Task brief => Pull every "DeserializeOwned" line out of the data below.

Saved entries =>
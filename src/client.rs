//! Granola API client
//!
//! [`GranolaClient`] is the call surface: it turns a [`RequestSpec`] into a
//! typed value by running it through the transport and the decoder. The
//! endpoint methods in `endpoints.rs` are thin wrappers over these calls.

use crate::auth::{default_provider, Authenticator, StaticToken, TokenProvider};
use crate::decode::{decode, decode_array, decode_object, Decoded, ResponseShape};
use crate::error::Result;
use crate::http::{Attempt, HttpClient, RequestSpec, RetryPolicy};
use crate::options::ClientOptions;
use crate::pagination::{paginate, Page};
use crate::types::{JsonObject, JsonValue};
use bytes::Bytes;
use futures::Stream;
use serde::de::DeserializeOwned;
use std::sync::Arc;

/// Client for the Granola API
///
/// Cheap to clone; clones share one connection pool and credential cache.
#[derive(Clone, Debug)]
pub struct GranolaClient {
    http: Arc<HttpClient>,
}

impl GranolaClient {
    /// Create a client with default options
    ///
    /// With no token, the desktop app's token file is used where the
    /// platform has one; elsewhere requests go out unauthenticated.
    pub fn new(token: Option<&str>) -> Result<Self> {
        let mut builder = Self::builder();
        if let Some(token) = token {
            builder = builder.token(token);
        }
        builder.build()
    }

    /// Create a client builder
    pub fn builder() -> GranolaClientBuilder {
        GranolaClientBuilder::default()
    }

    /// The underlying transport
    pub fn http(&self) -> &HttpClient {
        &self.http
    }

    /// Run a call and decode a top-level object
    pub async fn call<T: DeserializeOwned>(&self, spec: RequestSpec) -> Result<T> {
        let body = self.http.execute(&spec).await?;
        decode_object(&body)
    }

    /// Run a call and decode a top-level array
    pub async fn call_list<T: DeserializeOwned>(&self, spec: RequestSpec) -> Result<Vec<T>> {
        let body = self.http.execute(&spec).await?;
        decode_array(&body)
    }

    /// Run a call and decode the given shape
    pub async fn call_shaped<T: DeserializeOwned>(
        &self,
        spec: RequestSpec,
        shape: ResponseShape,
    ) -> Result<Decoded<T>> {
        let body = self.http.execute(&spec).await?;
        decode(&body, shape)
    }

    /// Run a call and return the raw 2xx body
    pub async fn call_raw(&self, spec: RequestSpec) -> Result<Bytes> {
        self.http.execute(&spec).await
    }

    /// Like [`call_raw`](Self::call_raw), also returning every attempt made
    pub async fn call_traced(&self, spec: RequestSpec) -> (Result<Bytes>, Vec<Attempt>) {
        let mut attempts = Vec::new();
        let result = self.http.execute_traced(&spec, &mut attempts).await;
        (result, attempts)
    }

    /// Run a call whose response body is irrelevant
    pub async fn call_void(&self, spec: RequestSpec) -> Result<()> {
        self.http.execute(&spec).await.map(|_| ())
    }

    /// GET `path` and return the body as text
    pub async fn get_text(&self, path: &str) -> Result<String> {
        let body = self.http.execute(&RequestSpec::get(path)).await?;
        Ok(String::from_utf8_lossy(&body).into_owned())
    }

    /// Walk a cursor-paginated POST endpoint
    ///
    /// `body` is sent on every page; the cursor of the previous page is added
    /// as `cursor`. `R` is the page envelope the endpoint answers with.
    pub fn stream<R, T>(
        &self,
        path: &str,
        body: JsonObject,
    ) -> impl Stream<Item = Result<T>> + Send + 'static
    where
        R: DeserializeOwned + Into<Page<T>> + Send + 'static,
        T: Send + 'static,
    {
        let client = self.clone();
        let path = path.to_string();

        paginate(move |cursor: Option<String>| {
            let client = client.clone();
            let path = path.clone();
            let mut body = body.clone();
            if let Some(cursor) = cursor {
                body.insert("cursor".to_string(), JsonValue::String(cursor));
            }

            async move {
                let spec = RequestSpec::post(path).json(JsonValue::Object(body));
                client.call::<R>(spec).await.map(Into::into)
            }
        })
    }
}

/// Builder for [`GranolaClient`]
pub struct GranolaClientBuilder {
    options: ClientOptions,
    provider: Option<Arc<dyn TokenProvider>>,
    discover_token: bool,
    retry_policy: Option<RetryPolicy>,
}

impl Default for GranolaClientBuilder {
    fn default() -> Self {
        Self {
            options: ClientOptions::default(),
            provider: None,
            discover_token: true,
            retry_policy: None,
        }
    }
}

impl GranolaClientBuilder {
    /// Use a fixed bearer token
    pub fn token(mut self, token: impl Into<String>) -> Self {
        self.provider = Some(Arc::new(StaticToken::new(token)));
        self
    }

    /// Use a custom token provider
    pub fn token_provider(mut self, provider: Arc<dyn TokenProvider>) -> Self {
        self.provider = Some(provider);
        self
    }

    /// Set client options
    pub fn options(mut self, options: ClientOptions) -> Self {
        self.options = options;
        self
    }

    /// Override the base URL from the options
    pub fn base_url(mut self, url: impl Into<String>) -> Self {
        self.options.base_url = url.into();
        self
    }

    /// Replace the retry policy derived from the options
    pub fn retry_policy(mut self, policy: RetryPolicy) -> Self {
        self.retry_policy = Some(policy);
        self
    }

    /// Do not fall back to the desktop app's token file
    pub fn without_token_discovery(mut self) -> Self {
        self.discover_token = false;
        self
    }

    /// Build the client
    pub fn build(self) -> Result<GranolaClient> {
        let mut config = self.options.http_config()?;
        if let Some(policy) = self.retry_policy {
            config.retry = policy;
        }

        let provider = match self.provider {
            Some(provider) => Some(provider),
            None if self.discover_token => default_provider(),
            None => None,
        };

        let http = HttpClient::with_auth(config, Authenticator::new(provider))?;
        Ok(GranolaClient {
            http: Arc::new(http),
        })
    }
}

The completed task =>
use serde::de::DeserializeOwned;
    pub async fn call<T: DeserializeOwned>(&self, spec: RequestSpec) -> Result<T> {
    pub async fn call_list<T: DeserializeOwned>(&self, spec: RequestSpec) -> Result<Vec<T>> {
    pub async fn call_shaped<T: DeserializeOwned>(
        R: DeserializeOwned + Into<Page<T>> + Send + 'static,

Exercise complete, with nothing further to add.